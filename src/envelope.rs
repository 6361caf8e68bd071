//! # Event envelope: the unit that travels between contexts.
//!
//! An [`EventEnvelope`] is created once per published event, stamped with the
//! publisher's identity, and then relayed unchanged through the hierarchy. The
//! only field that ever changes in transit is [`Direction`], and only at the root.
//!
//! ## Wire shape
//! ```text
//! {
//!   "originLibraryTag": "frame-connector",
//!   "eventName":        "default.ping",
//!   "senderKey":        "6a1f…",
//!   "groupKey":         "default",
//!   "payload":          { "n": 1 },
//!   "direction":        "up" | "down"
//! }
//! ```
//!
//! The local-only `raw_event_name` never goes on the wire.

use serde::{Deserialize, Serialize};
use serde_json::{Map, Value};

use crate::identity::ConnectorIdentity;

/// Tag stamped on every envelope produced by this protocol.
pub const LIBRARY_TAG: &str = "frame-connector";

/// Where an envelope is heading.
#[derive(Clone, Copy, Debug, PartialEq, Eq, Serialize, Deserialize)]
#[serde(rename_all = "lowercase")]
pub enum Direction {
    /// Still travelling toward the root.
    Up,
    /// Accepted by the root, fanning out.
    Down,
}

/// One published event.
#[derive(Clone, Debug, PartialEq, Serialize, Deserialize)]
#[serde(rename_all = "camelCase")]
pub struct EventEnvelope {
    pub origin_library_tag: String,
    /// Namespaced event name; derived once at creation.
    pub event_name: String,
    pub sender_key: String,
    pub group_key: String,
    pub payload: Value,
    pub direction: Direction,
    /// Name as the publisher passed it. Absent on decoded envelopes.
    #[serde(skip)]
    pub raw_event_name: Option<String>,
}

/// Why an inbound message was not accepted as an envelope.
#[derive(Debug, Clone, PartialEq, Eq)]
pub enum Rejection {
    /// The message carries no tag or another library's tag.
    Foreign,
    /// Tagged as ours but not decodable.
    Malformed(String),
}

impl Rejection {
    /// Returns a short stable label for trace events.
    pub fn as_label(&self) -> &'static str {
        match self {
            Rejection::Foreign => "foreign_envelope",
            Rejection::Malformed(_) => "malformed_envelope",
        }
    }
}

impl EventEnvelope {
    /// Builds an upward envelope for a locally published event.
    ///
    /// A `null` payload becomes an empty object.
    pub fn new(identity: &ConnectorIdentity, raw_event_name: &str, payload: Value) -> Self {
        Self {
            origin_library_tag: LIBRARY_TAG.to_string(),
            event_name: identity.derive_event_name(raw_event_name),
            sender_key: identity.key().to_string(),
            group_key: identity.group_key().to_string(),
            payload: normalize_payload(payload),
            direction: Direction::Up,
            raw_event_name: Some(raw_event_name.to_string()),
        }
    }

    /// Converts the envelope into the structured value sent over a transport.
    pub fn to_wire(&self) -> Value {
        // Every field is a string, an enum or a `Value`; serialization cannot fail.
        serde_json::to_value(self).unwrap_or(Value::Null)
    }

    /// Parses an inbound structured message.
    ///
    /// Messages without our tag are [`Rejection::Foreign`] even if the rest of
    /// the shape matches.
    pub fn from_wire(message: Value) -> Result<Self, Rejection> {
        let tagged = message
            .get("originLibraryTag")
            .and_then(Value::as_str)
            .is_some_and(|tag| tag == LIBRARY_TAG);
        if !tagged {
            return Err(Rejection::Foreign);
        }
        serde_json::from_value(message).map_err(|e| Rejection::Malformed(e.to_string()))
    }

    /// True if `key` published this envelope.
    #[inline]
    pub fn is_from(&self, key: &str) -> bool {
        self.sender_key == key
    }
}

/// Replaces an absent payload with an empty object.
pub(crate) fn normalize_payload(payload: Value) -> Value {
    match payload {
        Value::Null => Value::Object(Map::new()),
        other => other,
    }
}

-------

> **Activity**: Above are the records. Print exactly, and only, the lines from the line with "for trace events." to the line with "becomes an empty object.", both inclusive.

> **Answer space**:
    /// Returns a short stable label for trace events.
    pub fn as_label(&self) -> &'static str {
        match self {
            Rejection::Foreign => "foreign_envelope",
            Rejection::Malformed(_) => "malformed_envelope",
        }
    }
}

impl EventEnvelope {
    /// Builds an upward envelope for a locally published event.
    ///
    /// A `null` payload becomes an empty object.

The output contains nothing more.